Records contained in a dataset
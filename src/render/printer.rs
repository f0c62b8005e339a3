//! Text output of a pixel grid

use std::fmt::Write as _;
use std::io::{self, Write};

use image::{GenericImageView, Rgba};

use crate::render::charset::Charset;
use crate::render::luminance::{pixel_to_glyph, premultiplied};

/// Turns an RGBA grid into rows of glyphs, one glyph per pixel
#[derive(Debug, Clone, Default)]
pub struct TextRenderer {
    charset: Charset,
    color: bool,
    invert: bool,
}

impl TextRenderer {
    /// Creates a renderer for the given ramp
    pub fn new(charset: Charset) -> Self {
        TextRenderer {
            charset,
            color: false,
            invert: false,
        }
    }

    /// Wrap each glyph in a 24-bit foreground color escape
    pub fn with_color(mut self, color: bool) -> Self {
        self.color = color;
        self
    }

    /// Map bright pixels to sparse glyphs, for light terminal backgrounds
    pub fn with_invert(mut self, invert: bool) -> Self {
        self.invert = invert;
        self
    }

    /// The ramp in use
    pub fn charset(&self) -> &Charset {
        &self.charset
    }

    /// Renders the whole grid; every row ends with a newline
    pub fn render<I>(&self, image: &I) -> String
    where
        I: GenericImageView<Pixel = Rgba<u8>>,
    {
        let (width, height) = image.dimensions();
        let per_glyph = if self.color { 24 } else { 4 };
        let mut out = String::with_capacity((width as usize * per_glyph + 1) * height as usize);

        for y in 0..height {
            for x in 0..width {
                self.push_glyph(&mut out, &image.get_pixel(x, y));
            }
            out.push('\n');
        }

        out
    }

    /// Renders the grid into a writer
    pub fn write_to<I, W>(&self, image: &I, writer: &mut W) -> io::Result<()>
    where
        I: GenericImageView<Pixel = Rgba<u8>>,
        W: Write,
    {
        writer.write_all(self.render(image).as_bytes())?;
        writer.flush()
    }

    fn push_glyph(&self, out: &mut String, pixel: &Rgba<u8>) {
        let glyph = pixel_to_glyph(pixel, self.charset.glyphs(), self.invert);

        if self.color {
            let [r, g, b] = premultiplied(pixel);
            // Writing into a String cannot fail
            let _ = write!(out, "\x1b[38;2;{};{};{}m{}\x1b[0m", r, g, b, glyph);
        } else {
            out.push(glyph);
        }
    }
}

#[cfg(test)]
mod tests {
    use super::*;
    use image::RgbaImage;

    fn ramp() -> Charset {
        Charset::new("test", " .#").unwrap()
    }

    fn checker() -> RgbaImage {
        RgbaImage::from_fn(3, 2, |x, y| {
            if (x + y) % 2 == 0 {
                Rgba([255, 255, 255, 255])
            } else {
                Rgba([0, 0, 0, 255])
            }
        })
    }

    #[test]
    fn plain_rows() {
        let renderer = TextRenderer::new(ramp());
        assert_eq!(renderer.render(&checker()), "# #\n # \n");
    }

    #[test]
    fn inverted_rows() {
        let renderer = TextRenderer::new(ramp()).with_invert(true);
        assert_eq!(renderer.render(&checker()), " # \n# #\n");
    }

    #[test]
    fn color_escapes() {
        let image = RgbaImage::from_pixel(1, 1, Rgba([12, 34, 56, 255]));
        let renderer = TextRenderer::new(ramp()).with_color(true);
        assert_eq!(renderer.render(&image), "\x1b[38;2;12;34;56m \x1b[0m\n");
    }

    #[test]
    fn color_escapes_use_premultiplied_channels() {
        let image = RgbaImage::from_pixel(1, 1, Rgba([255, 255, 255, 0]));
        let renderer = TextRenderer::new(ramp()).with_color(true);
        assert_eq!(renderer.render(&image), "\x1b[38;2;0;0;0m \x1b[0m\n");
    }

    #[test]
    fn empty_grid_renders_nothing() {
        let renderer = TextRenderer::default();
        assert_eq!(renderer.render(&RgbaImage::new(0, 0)), "");
        assert_eq!(renderer.render(&RgbaImage::new(0, 2)), "\n\n");
    }

    #[test]
    fn write_to_matches_render() {
        let renderer = TextRenderer::new(ramp());
        let mut buffer = Vec::new();
        renderer.write_to(&checker(), &mut buffer).unwrap();
        assert_eq!(String::from_utf8(buffer).unwrap(), renderer.render(&checker()));
    }
}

- Exercise instructions -
Filter the records above for the string "unwrap" and copy each matching line.

- Solution -
        Charset::new("test", " .#").unwrap()
        renderer.write_to(&checker(), &mut buffer).unwrap();
        assert_eq!(String::from_utf8(buffer).unwrap(), renderer.render(&checker()));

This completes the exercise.